• [WHAT TO WORK ON]:
Lines from the top of the entries through the line that has "pub fn decode_score_set(raw: &str, candidates: usize)" must be duplicated exactly, and no others.

• [GIVEN DATA]:
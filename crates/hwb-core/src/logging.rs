use crate::Result;

/// Initialize logging/tracing for the bot.
pub fn init(service_name: &str) -> Result<()> {
    use tracing_subscriber::{fmt, EnvFilter};

    // Default: info for our crates, warn for everything else.
    // Can be overridden with `RUST_LOG`.
    let filter = EnvFilter::try_from_default_env().unwrap_or_else(|_| {
        EnvFilter::new(format!("warn,hwb=info,hwb_core=info,{service_name}=info"))
    });

    fmt()
        .with_env_filter(filter)
        .with_target(false)
        .with_ansi(true)
        .init();

    Ok(())
}
//! Fallible decoding of validator output into a [`ScoreSet`].
//!
//! Validator models are asked for plain JSON, but in practice wrap it in
//! markdown fences or thinking tags. Decoding is best-effort: any failure
//! yields the neutral all-50 set, never an error to the caller.

use regex::Regex;

use crate::domain::ScoreSet;

/// Neutral score used for missing or unparsable entries.
pub const NEUTRAL_SCORE: f64 = 50.0;

/// Strip markdown code fences and thinking/tool-call tags from model output.
pub fn strip_model_wrappers(text: &str) -> String {
    let mut cleaned = text.replace("```json", "").replace("```", "");

    for pattern in [r"(?s)<think>.*?</think>", r"(?s)<tool_call>.*?</tool_call>"] {
        if let Ok(re) = Regex::new(pattern) {
            cleaned = re.replace_all(&cleaned, "").into_owned();
        }
    }

    cleaned.trim().to_string()
}

/// Decode a validator response for `candidates` answers.
///
/// Enforces the ScoreSet invariant: the result always has exactly
/// `candidates` scores (missing entries default to 50, extras are dropped)
/// and an in-range best index.
pub fn decode_score_set(raw: &str, candidates: usize) -> Option<ScoreSet> {
    let cleaned = strip_model_wrappers(raw);
    let value: serde_json::Value = serde_json::from_str(&cleaned).ok()?;

    let parsed = value.get("scores")?.as_array()?;
    let mut scores: Vec<f64> = parsed
        .iter()
        .map(|s| s.as_f64().unwrap_or(NEUTRAL_SCORE))
        .take(candidates)
        .collect();
    scores.resize(candidates, NEUTRAL_SCORE);

    let best_index_hint = value
        .get("best_index")
        .and_then(|v| v.as_u64())
        .map(|v| v as usize)
        .filter(|v| *v < candidates)
        .unwrap_or(0);

    let rationale = value
        .get("reasoning")
        .or_else(|| value.get("comment"))
        .and_then(|v| v.as_str())
        .unwrap_or("")
        .to_string();

    Some(ScoreSet {
        scores,
        best_index_hint,
        rationale,
    })
}

/// Decode, falling back to [`ScoreSet::neutral`] on any failure.
pub fn decode_or_neutral(raw: &str, candidates: usize, validator: &str) -> ScoreSet {
    match decode_score_set(raw, candidates) {
        Some(set) => set,
        None => {
            tracing::warn!(validator, "unparsable validator output, using neutral scores");
            ScoreSet::neutral(candidates)
        }
    }
}

#[cfg(test)]
mod tests {
    use super::*;

    #[test]
    fn decodes_plain_json() {
        let raw = r#"{"scores": [92, 78, 81], "best_index": 0, "reasoning": "klar"}"#;
        let set = decode_score_set(raw, 3).unwrap();
        assert_eq!(set.scores, vec![92.0, 78.0, 81.0]);
        assert_eq!(set.best_index_hint, 0);
        assert_eq!(set.rationale, "klar");
    }

    #[test]
    fn strips_markdown_fences_and_think_tags() {
        let raw = "<think>hmm, Antwort 2 wirkt schwach</think>\n```json\n{\"scores\": [70, 60], \"best_index\": 0, \"comment\": \"ok\"}\n```";
        let set = decode_score_set(raw, 2).unwrap();
        assert_eq!(set.scores, vec![70.0, 60.0]);
        assert_eq!(set.rationale, "ok");
    }

    #[test]
    fn score_count_always_matches_candidates() {
        let short = decode_score_set(r#"{"scores": [80], "best_index": 0}"#, 3).unwrap();
        assert_eq!(short.scores, vec![80.0, NEUTRAL_SCORE, NEUTRAL_SCORE]);

        let long = decode_score_set(r#"{"scores": [80, 70, 60, 50], "best_index": 0}"#, 2).unwrap();
        assert_eq!(long.scores, vec![80.0, 70.0]);
    }

    #[test]
    fn out_of_range_best_index_falls_back_to_zero() {
        let set = decode_score_set(r#"{"scores": [80, 70], "best_index": 9}"#, 2).unwrap();
        assert_eq!(set.best_index_hint, 0);
    }

    #[test]
    fn garbage_becomes_neutral_without_error() {
        let set = decode_or_neutral("Entschuldigung, ich kann das nicht bewerten.", 3, "test");
        assert_eq!(set, ScoreSet::neutral(3));
        assert_eq!(set.scores.len(), 3);
    }

    #[test]
    fn missing_scores_field_is_a_decode_failure() {
        assert!(decode_score_set(r#"{"best_index": 0}"#, 2).is_none());
    }
}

• [EXERCISE ANSWER]:
filename crates/hwb-core/src/logging.rs
use crate::Result;

/// Initialize logging/tracing for the bot.
pub fn init(service_name: &str) -> Result<()> {
    use tracing_subscriber::{fmt, EnvFilter};

    // Default: info for our crates, warn for everything else.
    // Can be overridden with `RUST_LOG`.
    let filter = EnvFilter::try_from_default_env().unwrap_or_else(|_| {
        EnvFilter::new(format!("warn,hwb=info,hwb_core=info,{service_name}=info"))
    });

    fmt()
        .with_env_filter(filter)
        .with_target(false)
        .with_ansi(true)
        .init();

    Ok(())
}
//! Fallible decoding of validator output into a [`ScoreSet`].
//!
//! Validator models are asked for plain JSON, but in practice wrap it in
//! markdown fences or thinking tags. Decoding is best-effort: any failure
//! yields the neutral all-50 set, never an error to the caller.

use regex::Regex;

use crate::domain::ScoreSet;

/// Neutral score used for missing or unparsable entries.
pub const NEUTRAL_SCORE: f64 = 50.0;

/// Strip markdown code fences and thinking/tool-call tags from model output.
pub fn strip_model_wrappers(text: &str) -> String {
    let mut cleaned = text.replace("```json", "").replace("```", "");

    for pattern in [r"(?s)<think>.*?</think>", r"(?s)<tool_call>.*?</tool_call>"] {
        if let Ok(re) = Regex::new(pattern) {
            cleaned = re.replace_all(&cleaned, "").into_owned();
        }
    }

    cleaned.trim().to_string()
}

/// Decode a validator response for `candidates` answers.
///
/// Enforces the ScoreSet invariant: the result always has exactly
/// `candidates` scores (missing entries default to 50, extras are dropped)
/// and an in-range best index.
pub fn decode_score_set(raw: &str, candidates: usize) -> Option<ScoreSet> {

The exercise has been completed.